The rhetorical theory of fictionality originally proposed by Walsh is radically pragmatic in its stance on signposts. Walsh focuses on contextual relations and the sender and receiver in the act of a use of fictionality. He argues that “fictionality has no determinate relation to features of the text itself” (2007: 45) and shows no interest in potential signposts of fictionality. Nielsen and Zetterberg Gjerlevsen (forthcoming) have tried to show that a pragmatic approach to fictionality can be bridged with a semantic search for signposts. Whereas the semantic theory of fictionality searches for signposts in order to identify the specific property of fiction, Nielsen and Zetterberg Gjerlevsen have taken up Genette’s idea that signposts are not restricted to fiction. Defining fictionality as intentionally signaled invention in communication implies that such signals are of a communicative order. As rhetorical devices, signposts do not determine a genre as they do in the semantic approach to fictionality, but they can be found both inside and outside fiction. From this perspective, signposts will point to the invented nature of the discourse.

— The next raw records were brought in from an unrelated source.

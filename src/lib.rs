pub mod api;
pub mod config;
pub mod datasource;
pub mod domain;
pub mod engine;
pub mod error;
pub mod permissions;
pub mod router;

pub use config::Config;
pub use datasource::{
    DataSourceError, GraphQlIndexer, HttpUnderlyingResolver, IndexerSource, MockIndexer,
    MockUnderlyingResolver, UnderlyingResolver,
};
pub use domain::{
    ChainId, Permission, Position, PositionId, PositionKey, PositionStatus, PositionVersion, Token,
    TransactionKind, TransactionReceipt, TransactionRecord, TxHash,
};
pub use engine::{Aggregator, IndexerRegistry, Overlay, PositionBook, PositionTracker};
pub use error::{AppError, EngineError};
pub use permissions::{PermissionAuthority, PermissionRegistry, TypedDataSigner};
pub use router::{BackendTxBuilder, ContractProxy, TransactionRouter};
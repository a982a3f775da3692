use crate::api::AppState;
use crate::domain::{lowercase_address, Position, PositionPermission, Token, Underlying};
use crate::error::AppError;
use alloy::primitives::{Address, U256};
use axum::extract::{Query, State};
use axum::Json;
use serde::{Deserialize, Serialize};
use std::str::FromStr;

#[derive(Debug, Deserialize)]
#[serde(rename_all = "camelCase")]
pub struct PositionsQuery {
    pub account: Option<String>,
}

#[derive(Debug, Serialize)]
#[serde(rename_all = "camelCase")]
pub struct PositionsResponse {
    pub positions: Vec<PositionDto>,
}

#[derive(Debug, Serialize)]
#[serde(rename_all = "camelCase")]
pub struct TokenDto {
    pub address: String,
    pub symbol: String,
    pub decimals: u8,
    #[serde(skip_serializing_if = "Vec::is_empty")]
    pub underlying_tokens: Vec<TokenDto>,
}

#[derive(Debug, Serialize)]
#[serde(rename_all = "camelCase")]
pub struct PermissionDto {
    pub operator: String,
    pub permissions: Vec<&'static str>,
}

/// Amounts are decimal strings. Underlying twins are `null` unless known.
#[derive(Debug, Serialize)]
#[serde(rename_all = "camelCase")]
pub struct PositionDto {
    pub id: String,
    #[serde(skip_serializing_if = "Option::is_none")]
    pub position_id: Option<String>,
    pub version: u8,
    pub chain_id: u64,
    pub user: String,
    pub from: TokenDto,
    pub to: TokenDto,
    pub swap_interval: u64,
    pub rate: String,
    pub remaining_swaps: u64,
    pub total_swaps: u64,
    pub total_executed_swaps: u64,
    pub remaining_liquidity: String,
    pub total_deposited: String,
    pub swapped: String,
    pub withdrawn: String,
    pub to_withdraw: String,
    pub remaining_liquidity_underlying: Option<String>,
    pub to_withdraw_underlying: Option<String>,
    pub deposited_rate_underlying: Option<String>,
    pub total_swapped_underlying_accum: Option<String>,
    pub to_withdraw_underlying_accum: Option<String>,
    pub status: &'static str,
    pub started_at: u64,
    pub pending_transaction: String,
    pub permissions: Vec<PermissionDto>,
    pub pair_last_swapped_at: Option<u64>,
    pub pair_next_swap_available_at: Option<u64>,
}

fn underlying_str(value: &Underlying<U256>) -> Option<String> {
    value.known().map(|v| v.to_string())
}

impl From<&Token> for TokenDto {
    fn from(token: &Token) -> Self {
        Self {
            address: lowercase_address(&token.address),
            symbol: token.symbol.clone(),
            decimals: token.decimals,
            underlying_tokens: token.underlying_tokens.iter().map(TokenDto::from).collect(),
        }
    }
}

impl From<&PositionPermission> for PermissionDto {
    fn from(permission: &PositionPermission) -> Self {
        Self {
            operator: lowercase_address(&permission.operator),
            permissions: permission.permissions.iter().map(|p| p.as_str()).collect(),
        }
    }
}

impl From<&Position> for PositionDto {
    fn from(p: &Position) -> Self {
        Self {
            id: p.key.to_string(),
            position_id: p.key.position_id().map(|id| id.to_string()),
            version: p.version().as_u8(),
            chain_id: p.chain_id.as_u64(),
            user: lowercase_address(&p.user),
            from: TokenDto::from(&p.from),
            to: TokenDto::from(&p.to),
            swap_interval: p.swap_interval,
            rate: p.rate.to_string(),
            remaining_swaps: p.remaining_swaps,
            total_swaps: p.total_swaps,
            total_executed_swaps: p.total_executed_swaps,
            remaining_liquidity: p.remaining_liquidity.to_string(),
            total_deposited: p.total_deposited.to_string(),
            swapped: p.swapped.to_string(),
            withdrawn: p.withdrawn.to_string(),
            to_withdraw: p.to_withdraw.to_string(),
            remaining_liquidity_underlying: underlying_str(&p.remaining_liquidity_underlying),
            to_withdraw_underlying: underlying_str(&p.to_withdraw_underlying),
            deposited_rate_underlying: underlying_str(&p.deposited_rate_underlying),
            total_swapped_underlying_accum: underlying_str(&p.total_swapped_underlying_accum),
            to_withdraw_underlying_accum: underlying_str(&p.to_withdraw_underlying_accum),
            status: p.status.as_str(),
            started_at: p.started_at,
            pending_transaction: p.pending_transaction.to_string(),
            permissions: p.permissions.iter().map(PermissionDto::from).collect(),
            pair_last_swapped_at: p.pair_last_swapped_at,
            pair_next_swap_available_at: p.pair_next_swap_available_at,
        }
    }
}

fn parse_account(params: &PositionsQuery) -> Result<Option<Address>, AppError> {
    match params.account.as_deref().map(str::trim) {
        None | Some("") => Ok(None),
        Some(raw) => Address::from_str(raw)
            .map(Some)
            .map_err(|_| AppError::BadRequest("Invalid account address".into())),
    }
}

fn owned_by(positions: Vec<Position>, account: &Address) -> Vec<PositionDto> {
    positions
        .iter()
        .filter(|p| &p.user == account)
        .map(PositionDto::from)
        .collect()
}

pub async fn get_current_positions(
    Query(params): Query<PositionsQuery>,
    State(state): State<AppState>,
) -> Result<Json<PositionsResponse>, AppError> {
    let Some(account) = parse_account(&params)? else {
        return Ok(Json(PositionsResponse { positions: vec![] }));
    };

    state.tracker.refresh_current(&account).await?;
    Ok(Json(PositionsResponse {
        positions: owned_by(state.tracker.current_sorted(&account), &account),
    }))
}

pub async fn get_past_positions(
    Query(params): Query<PositionsQuery>,
    State(state): State<AppState>,
) -> Result<Json<PositionsResponse>, AppError> {
    let Some(account) = parse_account(&params)? else {
        return Ok(Json(PositionsResponse { positions: vec![] }));
    };

    state.tracker.refresh_past(&account).await?;
    Ok(Json(PositionsResponse {
        positions: owned_by(state.tracker.past_sorted(&account), &account),
    }))
}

Fictionality in fictional worlds theory and Internal Field of Reference

Fictional worlds theories is one step toward focusing not only on fictionality as a feature of a fictional text but on fictionality as such. In these theories, fictionality is used to make sense of how fiction works by describing its ability to project fictional worlds. The idea of fictional worlds stems from possible worlds theory, first introduced into narrative theory by Pavel (1975) and subsequently taken up by Doležel (1998), Ryan (1991), Ronen (1994) and others (Ryan → Possible Worlds [2]). Pavel declares that he is “attempting to pave the way for a theory sensitive to the nature and function of imaginary worlds, the representational force of fiction, and the links between literature and other cultural systems” (1986: vii). Ronen seeks to dissociate fictional worlds theories from literary theory because, according to her, literary theory tends to view fictionality as the distinctive feature of literary texts and hence mistakenly equates fictionality with literariness (1994). She equates literary theory with the formalist-structuralist tradition and New Criticism, mentioning Hamburger, Banfield and Jakobson as examples. Ronen stresses the ontologically different natures of possible worlds and fictional worlds by arguing that whereas possible worlds are regarded as alternative possible but non-actualized courses of events, fictional worlds are subjected to other principles which allow their fictional actualization. According to her,  fictional worlds have their own distinct ontology and present themselves as a self-sufficient system. Fictional ontologies include fictional facts—things that actually did occur in the fictional world—whereas possible worlds focus on what could and could not have occurred in the actual world (8–9).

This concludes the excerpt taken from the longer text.